BRIEF
Only the count is needed. Count the lines below with the word "source" in them.

Stored data entries
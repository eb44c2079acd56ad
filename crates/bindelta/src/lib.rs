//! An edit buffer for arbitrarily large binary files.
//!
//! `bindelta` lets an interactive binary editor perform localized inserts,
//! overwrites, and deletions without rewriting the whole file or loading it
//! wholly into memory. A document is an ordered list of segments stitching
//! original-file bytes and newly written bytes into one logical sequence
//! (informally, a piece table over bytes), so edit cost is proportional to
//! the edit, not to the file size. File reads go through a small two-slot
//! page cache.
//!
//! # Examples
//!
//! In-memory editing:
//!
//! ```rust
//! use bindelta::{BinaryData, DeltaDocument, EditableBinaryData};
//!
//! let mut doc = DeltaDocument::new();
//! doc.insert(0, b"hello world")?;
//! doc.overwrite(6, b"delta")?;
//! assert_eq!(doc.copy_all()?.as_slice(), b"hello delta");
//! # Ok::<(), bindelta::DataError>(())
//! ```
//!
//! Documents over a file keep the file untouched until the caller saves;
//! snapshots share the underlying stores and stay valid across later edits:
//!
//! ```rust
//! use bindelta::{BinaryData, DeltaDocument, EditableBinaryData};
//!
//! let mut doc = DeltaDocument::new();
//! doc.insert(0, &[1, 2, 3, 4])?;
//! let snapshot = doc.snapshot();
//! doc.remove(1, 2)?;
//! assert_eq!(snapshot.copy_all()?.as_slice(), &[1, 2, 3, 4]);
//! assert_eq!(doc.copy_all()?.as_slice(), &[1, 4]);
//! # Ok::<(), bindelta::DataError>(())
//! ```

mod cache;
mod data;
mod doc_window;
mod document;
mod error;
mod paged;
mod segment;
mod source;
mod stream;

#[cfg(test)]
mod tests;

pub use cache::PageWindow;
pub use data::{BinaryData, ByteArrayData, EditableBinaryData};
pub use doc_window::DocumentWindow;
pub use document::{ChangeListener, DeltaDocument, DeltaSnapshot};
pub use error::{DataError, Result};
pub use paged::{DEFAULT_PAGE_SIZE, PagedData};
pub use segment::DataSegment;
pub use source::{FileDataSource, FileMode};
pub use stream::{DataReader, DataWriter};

TASK SOLUTION
2